§ **Task goal**
Where a line has odd spacing or punctuation, keep it; transcribe all the entries exactly.

§ **Provided information**
• • • • •
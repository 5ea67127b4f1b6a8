// packages/proxy/src/runtime/process_monitor.rs
//! Game client process monitor
//!
//! Polls the process table for an executable name and reports presence
//! changes to the orchestrator:
//! - `Detected` for every newly appearing PID
//! - `Lost` for every PID that disappeared since the last poll

use crate::orchestrator::events::{EventSender, ProxyEvent};
use std::collections::HashSet;
use std::ffi::OsStr;
use std::time::Duration;
use sysinfo::{ProcessesToUpdate, System};
use tokio::task::JoinHandle;
use tokio_util::sync::CancellationToken;
use tracing::{debug, info, warn};

/// Presence change of the watched process
#[derive(Debug, Clone, Copy, PartialEq, Eq)]
pub enum ProcessPresence {
    Detected { pid: u32 },
    Lost { pid: u32 },
}

/// Source of running PIDs for an executable name
pub trait ProcessProbe: Send {
    fn matching_pids(&mut self, name: &str) -> HashSet<u32>;
}

/// Probe backed by `sysinfo`
pub struct SysinfoProbe {
    system: System,
}

impl SysinfoProbe {
    pub fn new() -> Self {
        Self {
            system: System::new(),
        }
    }
}

impl Default for SysinfoProbe {
    fn default() -> Self {
        Self::new()
    }
}

impl ProcessProbe for SysinfoProbe {
    fn matching_pids(&mut self, name: &str) -> HashSet<u32> {
        self.system.refresh_processes(ProcessesToUpdate::All, true);
        self.system
            .processes_by_exact_name(OsStr::new(name))
            .map(|process| process.pid().as_u32())
            .collect()
    }
}

/// Presence changes between two polls, detections first
pub fn presence_changes(previous: &HashSet<u32>, current: &HashSet<u32>) -> Vec<ProcessPresence> {
    let mut detected: Vec<u32> = current.difference(previous).copied().collect();
    let mut lost: Vec<u32> = previous.difference(current).copied().collect();
    detected.sort_unstable();
    lost.sort_unstable();

    detected
        .into_iter()
        .map(|pid| ProcessPresence::Detected { pid })
        .chain(lost.into_iter().map(|pid| ProcessPresence::Lost { pid }))
        .collect()
}

/// Polling process monitor
pub struct ProcessMonitor {
    process_name: String,
    poll_interval: Duration,
    probe: Box<dyn ProcessProbe>,
}

impl ProcessMonitor {
    pub fn new(
        process_name: impl Into<String>,
        poll_interval: Duration,
        probe: Box<dyn ProcessProbe>,
    ) -> Self {
        Self {
            process_name: process_name.into(),
            poll_interval,
            probe,
        }
    }

    /// Start polling until `cancel` fires
    pub fn start(self, events: EventSender, cancel: CancellationToken) -> JoinHandle<()> {
        let Self {
            process_name,
            poll_interval,
            mut probe,
        } = self;

        info!("Watching for process {} every {:?}", process_name, poll_interval);

        tokio::spawn(async move {
            let mut interval = tokio::time::interval(poll_interval);
            let mut seen = HashSet::new();

            loop {
                tokio::select! {
                    _ = cancel.cancelled() => break,
                    _ = interval.tick() => {}
                }

                // Process table scans block, keep them off the async workers
                let name = process_name.clone();
                let polled = tokio::task::spawn_blocking(move || {
                    let pids = probe.matching_pids(&name);
                    (probe, pids)
                })
                .await;

                let current = match polled {
                    Ok((returned, pids)) => {
                        probe = returned;
                        pids
                    }
                    Err(e) => {
                        warn!("Process probe failed, stopping monitor: {}", e);
                        break;
                    }
                };

                for change in presence_changes(&seen, &current) {
                    debug!("Process {} presence change: {:?}", process_name, change);
                    if events.send(ProxyEvent::Process(change)).is_err() {
                        return;
                    }
                }
                seen = current;
            }

            debug!("Process monitor for {} stopped", process_name);
        })
    }
}

#[cfg(test)]
mod tests {
    use super::*;
    use crate::orchestrator::events;
    use std::collections::VecDeque;

    struct ScriptedProbe {
        polls: VecDeque<Vec<u32>>,
    }

    impl ProcessProbe for ScriptedProbe {
        fn matching_pids(&mut self, _name: &str) -> HashSet<u32> {
            self.polls
                .pop_front()
                .unwrap_or_default()
                .into_iter()
                .collect()
        }
    }

    #[test]
    fn test_presence_changes() {
        let previous: HashSet<u32> = [1, 2].into_iter().collect();
        let current: HashSet<u32> = [2, 3].into_iter().collect();

        assert_eq!(
            presence_changes(&previous, &current),
            vec![
                ProcessPresence::Detected { pid: 3 },
                ProcessPresence::Lost { pid: 1 },
            ]
        );
        assert!(presence_changes(&current, &current).is_empty());
    }

    #[tokio::test]
    async fn test_monitor_reports_changes() {
        let probe = ScriptedProbe {
            polls: VecDeque::from(vec![vec![], vec![42], vec![42], vec![]]),
        };
        let monitor = ProcessMonitor::new("Game.exe", Duration::from_millis(5), Box::new(probe));
        let (tx, mut rx) = events::channel();
        let cancel = CancellationToken::new();
        let handle = monitor.start(tx, cancel.clone());

        let first = rx.recv().await.unwrap();
        assert!(matches!(first, ProxyEvent::Process(ProcessPresence::Detected { pid: 42 })));

        let second = rx.recv().await.unwrap();
        assert!(matches!(second, ProxyEvent::Process(ProcessPresence::Lost { pid: 42 })));

        cancel.cancel();
        handle.await.unwrap();
    }

    #[test]
    fn test_sysinfo_probe_finds_nothing_for_bogus_name() {
        let mut probe = SysinfoProbe::new();
        assert!(probe.matching_pids("definitely-not-a-real-process.exe").is_empty());
    }
}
• • • • •
§ **Answer to this exercise**
repository 5ea67127b4f1b6a8
// packages/proxy/src/runtime/process_monitor.rs
//! Game client process monitor
//!
//! Polls the process table for an executable name and reports presence
//! changes to the orchestrator:
//! - `Detected` for every newly appearing PID
//! - `Lost` for every PID that disappeared since the last poll

use crate::orchestrator::events::{EventSender, ProxyEvent};
use std::collections::HashSet;
use std::ffi::OsStr;
use std::time::Duration;
use sysinfo::{ProcessesToUpdate, System};
use tokio::task::JoinHandle;
use tokio_util::sync::CancellationToken;
use tracing::{debug, info, warn};

/// Presence change of the watched process
#[derive(Debug, Clone, Copy, PartialEq, Eq)]
pub enum ProcessPresence {
    Detected { pid: u32 },
    Lost { pid: u32 },
}

/// Source of running PIDs for an executable name
pub trait ProcessProbe: Send {
    fn matching_pids(&mut self, name: &str) -> HashSet<u32>;
}

/// Probe backed by `sysinfo`
pub struct SysinfoProbe {
    system: System,
}

impl SysinfoProbe {
    pub fn new() -> Self {
        Self {
            system: System::new(),
        }
    }
}

impl Default for SysinfoProbe {
    fn default() -> Self {
        Self::new()
    }
}

impl ProcessProbe for SysinfoProbe {
    fn matching_pids(&mut self, name: &str) -> HashSet<u32> {
        self.system.refresh_processes(ProcessesToUpdate::All, true);
        self.system
            .processes_by_exact_name(OsStr::new(name))
            .map(|process| process.pid().as_u32())
            .collect()
    }
}

/// Presence changes between two polls, detections first
pub fn presence_changes(previous: &HashSet<u32>, current: &HashSet<u32>) -> Vec<ProcessPresence> {
    let mut detected: Vec<u32> = current.difference(previous).copied().collect();
    let mut lost: Vec<u32> = previous.difference(current).copied().collect();
    detected.sort_unstable();
    lost.sort_unstable();

    detected
        .into_iter()
        .map(|pid| ProcessPresence::Detected { pid })
        .chain(lost.into_iter().map(|pid| ProcessPresence::Lost { pid }))
        .collect()
}

/// Polling process monitor
pub struct ProcessMonitor {
    process_name: String,
    poll_interval: Duration,
    probe: Box<dyn ProcessProbe>,
}

impl ProcessMonitor {
    pub fn new(
        process_name: impl Into<String>,
        poll_interval: Duration,
        probe: Box<dyn ProcessProbe>,
    ) -> Self {
        Self {
            process_name: process_name.into(),
            poll_interval,
            probe,
        }
    }

    /// Start polling until `cancel` fires
    pub fn start(self, events: EventSender, cancel: CancellationToken) -> JoinHandle<()> {
        let Self {
            process_name,
            poll_interval,
            mut probe,
        } = self;

        info!("Watching for process {} every {:?}", process_name, poll_interval);

        tokio::spawn(async move {
            let mut interval = tokio::time::interval(poll_interval);
            let mut seen = HashSet::new();

            loop {
                tokio::select! {
                    _ = cancel.cancelled() => break,
                    _ = interval.tick() => {}
                }

                // Process table scans block, keep them off the async workers
                let name = process_name.clone();
                let polled = tokio::task::spawn_blocking(move || {
                    let pids = probe.matching_pids(&name);
                    (probe, pids)
                })
                .await;

                let current = match polled {
                    Ok((returned, pids)) => {
                        probe = returned;
                        pids
                    }
                    Err(e) => {
                        warn!("Process probe failed, stopping monitor: {}", e);
                        break;
                    }
                };

                for change in presence_changes(&seen, &current) {
                    debug!("Process {} presence change: {:?}", process_name, change);
                    if events.send(ProxyEvent::Process(change)).is_err() {
                        return;
                    }
                }
                seen = current;
            }

            debug!("Process monitor for {} stopped", process_name);
        })
    }
}

#[cfg(test)]
mod tests {
    use super::*;
    use crate::orchestrator::events;
    use std::collections::VecDeque;

    struct ScriptedProbe {
        polls: VecDeque<Vec<u32>>,
    }

    impl ProcessProbe for ScriptedProbe {
        fn matching_pids(&mut self, _name: &str) -> HashSet<u32> {
            self.polls
                .pop_front()
                .unwrap_or_default()
                .into_iter()
                .collect()
        }
    }

    #[test]
    fn test_presence_changes() {
        let previous: HashSet<u32> = [1, 2].into_iter().collect();
        let current: HashSet<u32> = [2, 3].into_iter().collect();

        assert_eq!(
            presence_changes(&previous, &current),
            vec![
                ProcessPresence::Detected { pid: 3 },
                ProcessPresence::Lost { pid: 1 },
            ]
        );
        assert!(presence_changes(&current, &current).is_empty());
    }

    #[tokio::test]
    async fn test_monitor_reports_changes() {
        let probe = ScriptedProbe {
            polls: VecDeque::from(vec![vec![], vec![42], vec![42], vec![]]),
        };
        let monitor = ProcessMonitor::new("Game.exe", Duration::from_millis(5), Box::new(probe));
        let (tx, mut rx) = events::channel();
        let cancel = CancellationToken::new();
        let handle = monitor.start(tx, cancel.clone());

        let first = rx.recv().await.unwrap();
        assert!(matches!(first, ProxyEvent::Process(ProcessPresence::Detected { pid: 42 })));

        let second = rx.recv().await.unwrap();
        assert!(matches!(second, ProxyEvent::Process(ProcessPresence::Lost { pid: 42 })));

        cancel.cancel();
        handle.await.unwrap();
    }

    #[test]
    fn test_sysinfo_probe_finds_nothing_for_bogus_name() {
        let mut probe = SysinfoProbe::new();
        assert!(probe.matching_pids("definitely-not-a-real-process.exe").is_empty());
    }
}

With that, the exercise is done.